At the moment, we have gridded data for 30 years of precipitation and temperatures (maximum, mean, and minimum) for Guatemala and Colombia. The precipitation product is ready to use, and temperatures are now in the final verification process by local experts of INSIVUMEH and IDEAM. The implementation of the ENACTS methodology has increased the capacity of those institutions to improve other existing products in their countries. For example, they are now in the process of linking their NextGen forecast systems to ENACTS, which will help provide quality climate information and services to other important sectors, as agriculture, water resources, energy, and risk management.
IRI has been working with IDEAM and INSIVUMEH for many years now. How has that long term relationship played a role in producing ENACTS-based data with these institutions?
There are several factors that are key to the success of any product, and probably by far the most important one is trust between the involved partners and agreement on how the methodology will be implemented. Because of their now decades-long relationship with the IRI, we were able to work together with IDEAM and INSIVUMEH in a more expeditious way to produce the ENACTS data, even during the present COVID pandemic. These two agencies have been crucial and enthusiastic partners in the IRI-led ACToday project on climate and food security.
How has the COVID-19 pandemic affected this implementation?
The best way to implement the ENACTS methodology (from software installation to training and operationalization efforts) is to work in a face-to-face synchronous way with the team of each institution. However, the restrictions applied by COVID-19 made this option impossible. It has been an extremely difficult challenge to complete ENACTS through teleworking, especially considering the extra workload activities of each participant due to COVID19, along with additional issues related to access to the original in-paper data, which was physically at the national meteorological services while people were working from their homes. A key element for the success of the ENACTS implementation has been the adapting capacity and the level of engagement of each participant in both institutes, which allows for the local capacity enhancement of INSIVUMEH and IDEAM.
What do you see as the next steps with this process, especially regarding how ENACTS helps with the embedding of climate services?

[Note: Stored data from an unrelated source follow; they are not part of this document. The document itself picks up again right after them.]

//! Command line front end running a simulated capture session.

#[macro_use]
extern crate derivative;

mod config;
mod consumer;

use anyhow::{Context, Result};
use capture_device::CaptureMode;
use capture_device_sim::SimBackend;
use capture_engine::{CaptureOrchestrator, CaptureSpeed, DeviceSelector};
use clap::Parser;
use std::{path::PathBuf, sync::Arc, thread, time::Duration};

#[derive(Parser, Debug)]
#[command(version, about = "Capture frames from a simulated handheld-console adapter")]
struct Args {
    /// Stop after this many video frames
    #[arg(long)]
    frames: Option<u64>,

    /// Concurrently outstanding reads
    #[arg(long)]
    lanes: Option<usize>,

    /// Simulate an old DS adapter with a framed stream
    #[arg(long)]
    framed: bool,

    /// Shift the simulated stream every N transfers
    #[arg(long)]
    shift_every: Option<u64>,

    /// Toggle 3D capture every N video frames
    #[arg(long)]
    toggle_3d_every: Option<u64>,

    /// Capture speed of IS Nitro devices: full, half, third or quarter
    #[arg(long)]
    speed: Option<CaptureSpeed>,

    /// Config file to use instead of the one in the platform config directory
    #[arg(long)]
    config: Option<PathBuf>,
}

fn init_logger() {
    use std::io::Write;

    env_logger::builder()
        .format(|buf, record| {
            let style = buf.default_level_style(record.level());
            let ts = chrono::Local::now().format("%H:%M:%S");

            writeln!(
                buf,
                "[{} {style}{}{style:#} {} {}] {}",
                ts,
                record.level(),
                record
                    .file()
                    .unwrap_or("None")
                    .split('/')
                    .next_back()
                    .unwrap_or("None"),
                record.line().unwrap_or(0),
                record.args()
            )
        })
        .init();
}

fn main() -> Result<()> {
    init_logger();
    let args = Args::parse();

    let mut conf = config::load(args.config.as_deref())?;
    if let Some(lanes) = args.lanes {
        conf.engine.writer_lanes = lanes;
    }
    if args.framed {
        conf.device.framed = true;
    }
    if args.shift_every.is_some() {
        conf.device.shift_every = args.shift_every;
    }
    if let Some(speed) = args.speed {
        conf.engine.capture_speed = speed;
    }

    let backend = SimBackend::new(vec![conf.device.sim_config()]);
    let orchestrator = Arc::new(
        CaptureOrchestrator::new(vec![Box::new(backend)], conf.engine.engine_config())
            .context("invalid engine configuration")?,
    );
    orchestrator.set_capture_speed(conf.engine.capture_speed);

    {
        let orchestrator = orchestrator.clone();
        ctrlc::set_handler(move || {
            log::info!("Ctrl-C received, stopping");
            orchestrator.stop();
        })?;
    }

    let runner = {
        let orchestrator = orchestrator.clone();
        thread::spawn(move || orchestrator.run())
    };

    let device = orchestrator.connect(DeviceSelector::Auto)?;
    log::info!("capturing from {}", device.long_name);

    let context = orchestrator.context();
    let stats = Arc::new(consumer::Stats::default());
    let video = consumer::spawn_video(context.clone(), stats.clone());
    let audio = consumer::spawn_audio(context.clone(), stats.clone());

    let mut next_toggle = args.toggle_3d_every;
    while context.status.is_running() {
        thread::sleep(Duration::from_millis(10));

        if let Some(error) = context.status.take_new_error() {
            log::warn!("{error}");
            orchestrator.stop();
        }

        let frames = stats.video_frames();
        if args.frames.is_some_and(|limit| frames >= limit) {
            log::info!("captured {frames} frames");
            orchestrator.stop();
        }

        if let Some(every) = args.toggle_3d_every
            && let Some(at) = next_toggle
            && frames >= at
        {
            let mode = context.status.mode();
            let mode = CaptureMode::new(!mode.stereo_3d, mode.low_bandwidth);
            if let Err(e) = orchestrator.request_reconfigure(mode) {
                log::warn!("reconfigure failed: {e}");
            }
            next_toggle = Some(at + every.max(1));
        }
    }

    for handle in [runner, video, audio] {
        if handle.join().is_err() {
            log::warn!("a capture thread panicked");
        }
    }

    let snapshot = orchestrator.snapshot();
    log::info!(
        "delivered {} frames, skipped {}, video {} (torn {}, dropped {}), audio samples {}",
        snapshot.frames_delivered,
        snapshot.frames_skipped,
        stats.video_frames(),
        stats.torn_frames(),
        stats.dropped_frames(),
        stats.audio_samples()
    );

    Ok(())
}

As we mentioned, the first immediate step will be to use ENACTS as input for the NextGen climate forecast system co-developed with INSIVUMEH and IDEAM. Additionally, these data sets will be available at the IRI’s and INSIVUMEH’s Data Libraries to be available for the public use. A benefit of ENACTS is that it is a dynamic: both institutions will continue using the ENACTS process to provide new versions of the products with new stations and increasing the data time period available for it, guaranteeing the sustainability of ENACTS in these countries.